Question

Evalute :$\:\lim_{x\to1} \: \dfrac{ {x}^{3} - 1}{ {x}^{2} - 6x + 5}$​

Answer 1

EXPLANATION.

$\sf \implies \lim_{x \to 1} \dfrac{x^{3} -1}{x^{2} -6x + 5}$

As we know that,

Put the value of x = 1 in equation and check their form, we get.

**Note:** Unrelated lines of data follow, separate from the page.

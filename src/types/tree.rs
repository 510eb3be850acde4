use std::collections::BTreeMap;

use serde::{Deserialize, Serialize};

use crate::hash::Hash;

/// a tree object: a flat mapping of repository-relative paths to blob ids.
///
/// unlike a nested filesystem tree, pygit trees are flat — a path like
/// `src/main.rs` is a single key, not a walk through intermediate
/// directory entries. serializing a `BTreeMap` with `serde_json` already
/// produces keys in sorted order, which is what gives the tree body a
/// canonical, hash-stable encoding.
#[derive(Clone, Debug, Default, PartialEq, Eq, Serialize, Deserialize)]
#[serde(transparent)]
pub struct Tree(BTreeMap<String, Hash>);

impl Tree {
    pub fn new(entries: BTreeMap<String, Hash>) -> Self {
        Self(entries)
    }

    pub fn empty() -> Self {
        Self(BTreeMap::new())
    }

    pub fn get(&self, path: &str) -> Option<&Hash> {
        self.0.get(path)
    }

    pub fn contains(&self, path: &str) -> bool {
        self.0.contains_key(path)
    }

    pub fn insert(&mut self, path: impl Into<String>, blob: Hash) -> Option<Hash> {
        self.0.insert(path.into(), blob)
    }

    pub fn remove(&mut self, path: &str) -> Option<Hash> {
        self.0.remove(path)
    }

    pub fn iter(&self) -> impl Iterator<Item = (&String, &Hash)> {
        self.0.iter()
    }

    pub fn paths(&self) -> impl Iterator<Item = &String> {
        self.0.keys()
    }

    pub fn len(&self) -> usize {
        self.0.len()
    }

    pub fn is_empty(&self) -> bool {
        self.0.is_empty()
    }

    pub fn as_map(&self) -> &BTreeMap<String, Hash> {
        &self.0
    }

    pub fn into_map(self) -> BTreeMap<String, Hash> {
        self.0
    }
}

impl FromIterator<(String, Hash)> for Tree {
    fn from_iter<I: IntoIterator<Item = (String, Hash)>>(iter: I) -> Self {
        Self(BTreeMap::from_iter(iter))
    }
}

#[cfg(test)]
mod tests {
    use super::*;

    #[test]
    fn test_tree_empty() {
        let t = Tree::empty();
        assert!(t.is_empty());
        assert_eq!(t.len(), 0);
    }

    #[test]
    fn test_tree_insert_get_remove() {
        let mut t = Tree::empty();
        t.insert("src/main.rs", Hash::ZERO);
        assert_eq!(t.get("src/main.rs"), Some(&Hash::ZERO));
        assert!(t.contains("src/main.rs"));

        t.remove("src/main.rs");
        assert!(!t.contains("src/main.rs"));
    }

    #[test]
    fn test_tree_json_is_sorted() {
        let mut t = Tree::empty();
        t.insert("zebra", Hash::ZERO);
        t.insert("alpha", Hash::ZERO);
        t.insert("mid", Hash::ZERO);

        let json = serde_json::to_string(&t).unwrap();
        let alpha_pos = json.find("alpha").unwrap();
        let mid_pos = json.find("mid").unwrap();
        let zebra_pos = json.find("zebra").unwrap();
        assert!(alpha_pos < mid_pos);
        assert!(mid_pos < zebra_pos);
    }

    #[test]
    fn test_tree_json_roundtrip() {
        let mut t = Tree::empty();
        t.insert("a.txt", Hash::ZERO);
        t.insert("dir/b.txt", Hash::ZERO);

        let json = serde_json::to_string(&t).unwrap();
        let parsed: Tree = serde_json::from_str(&json).unwrap();
        assert_eq!(t, parsed);
    }

    #[test]
    fn test_tree_encoding_is_order_independent() {
        let mut t1 = Tree::empty();
        t1.insert("b", Hash::ZERO);
        t1.insert("a", Hash::ZERO);

        let mut t2 = Tree::empty();
        t2.insert("a", Hash::ZERO);
        t2.insert("b", Hash::ZERO);

        let j1 = serde_json::to_string(&t1).unwrap();
        let j2 = serde_json::to_string(&t2).unwrap();
        assert_eq!(j1, j2);
    }
}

$\sf \implies \lim_{x\to 1} \dfrac{1^{3} - 1}{1 - 6(1) + 5}$

$\sf \implies \lim_{x\to 1} \dfrac{0}{0}$

As we can see that,

it is in the form of 0/0.

So we can factorizes the equation, we get.

⇒ x² - 6x + 5.

Factorizes into middle term split, we get.

⇒ x² - 5x - x + 5.

⇒ x(x - 5) - 1(x - 5).

⇒ (x - 1)(x - 5).

⇒ x³ - 1.

We can write as : x³ - 1³.

it is in the form of a³ - b³.

Formula of : a³ - b³.

⇒ a³ - b³ = (a - b)(a² + ab + b²).

⇒ x³ - 1³ = (x - 1)(x² + x + 1).

Put the value in the equation, we get.

$\sf \implies \lim_{x\to 1} \dfrac{(x - 1)(x^{2} +x + 1)}{(x - 1)(x - 5)}$

$\sf \implies \lim_{x\to 1} \dfrac{(x^{2} +x+1)}{(x - 5)}$

Put the value of x = 1 in equation, we get.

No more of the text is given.